Brazilian President Luiz Inacio Lula da Silva has accused Israel of committing “genocide” against Palestinians in the Gaza Strip and compared its war on Gaza with Adolf Hitler’s campaign to exterminate Jewish people.

“What’s happening in the Gaza Strip isn’t a war, it’s a genocide,” Lula told reporters in Addis Ababa where he was attending an African Union summit on Sunday.

“It’s not a war of soldiers against soldiers. It’s a war between a highly prepared army and women and children,”

Lula

“It’s not a war of soldiers against soldiers. It’s a war between a highly prepared army and women and children,” added the Brazilian president.

“What’s happening in the Gaza Strip with the Palestinian people hasn’t happened at any other moment in history. Actually, it has happened: when Hitler decided to kill the Jews.”

Led by Hitler, the Nazis systematically killed six million Jews during World War II.

Israeli Foreign Minister Israel Katz said he would summon Brazil’s ambassador for a reprimand over the remarks.

“No one will compromise Israel’s right to defend itself,” Katz said on X, adding that the envoy would be summoned on Monday.

Israeli Prime Minister Benjamin Netanyahu described the comments as “disgraceful and grave”.

“This is a trivialization of the Holocaust and an attempt to attack the Jewish people and the right of Israel to self-defense. Drawing comparisons between Israel and the Nazis and Hitler is to cross a red line,” Netanyahu said in a statement.

Lula, 78, had condemned the Hamas-led October 7 attack on southern Israel as a “terrorist” act the day it happened.

But he has since grown vocally critical of Israel’s retaliatory military campaign in Gaza.

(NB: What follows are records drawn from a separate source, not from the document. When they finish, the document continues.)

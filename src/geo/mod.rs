use consts::{METERS_PER_MILE, MILES_PER_DEGREE};
use models::GeoPoint;

pub mod consts;
pub mod errors;
pub mod models;
#[cfg(test)]
pub mod tests;

/// Great-circle distance in meters between the guess and the true location, rounded to one
/// decimal place.
///
/// Uses the spherical law of cosines. The cosine of the central angle is clamped to `[-1, 1]`
/// so that rounding error never pushes `acos` out of its domain, and identical points
/// short-circuit to exactly `0.0`.
///
/// Any finite input yields a finite, non-negative result. A NaN component is passed through
/// and the result is NaN; the function never panics.
pub fn distance(guess: GeoPoint, truth: GeoPoint) -> f64 {
    if guess == truth {
        return 0.0;
    }
    let lat_1 = guess.lat.to_radians();
    let lat_2 = truth.lat.to_radians();
    let delta_lng = (guess.lng - truth.lng).to_radians();
    let cos_central =
        lat_1.sin() * lat_2.sin() + lat_1.cos() * lat_2.cos() * delta_lng.cos();
    let central_angle = cos_central.clamp(-1.0, 1.0).acos();
    let meters = central_angle.to_degrees() * MILES_PER_DEGREE * METERS_PER_MILE;
    round_to_tenth(meters)
}

/// Half-way cases round away from zero after scaling by ten, so a stored `1.45` (really
/// `1.4499..`) becomes `1.5` because the product already rounds up to `14.5`.
fn round_to_tenth(value: f64) -> f64 {
    (value * 10.0).round() / 10.0
}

At least 1,139 people were killed in the Hamas-led attack on southern Israel, mostly civilians, according to an Al Jazeera tally of Israeli official figures.

Hamas members also took about 250 people captive, 130 of whom are still in Gaza, including 30 who are presumed dead, according to Israeli authorities.

Israel’s retaliatory assault on Gaza has killed at least 28,858 people, mostly women and children, according to Palestinian authorities.

Lula criticized Western countries’ recent decisions to halt aid to the UN agency for Palestinian refugees, UNRWA, after Israel accused some of its employees of involvement in the Hamas-led attack.

Lula, who met with Palestinian Prime Minister Mohammad Shtayyeh Saturday on the sidelines of the summit, has said Brazil will increase its own contribution to the agency and urged other countries to do the same.

“When I see the rich world announce that it’s halting its contributions to humanitarian aid for the Palestinians, I just imagine how big these people’s political awareness is and how big the spirit of solidarity in their hearts is,” Lula said.

“We need to stop being small when we need to be big.”

He reiterated his call for a two-state solution to the conflict, with Palestine “definitively recognized as a full and sovereign state”.

Lula is not the first world leader to compare the situation in Gaza to the Holocaust. Previously, Columbian President Gustavo Petro said: “Democratic peoples cannot allow Nazism to re-establish itself in international politics. Israelis and Palestinians are human beings subject to international law. This hate speech if it continues will only bring a holocaust.”

Other countries in the Global South that have condemned Israel include Bolivia, which severed ties with Israel, as well as the chairperson of the African Union and Indonesia. In the northern hemisphere, other countries that have condemned Israel include, among others, Ireland and Turkey.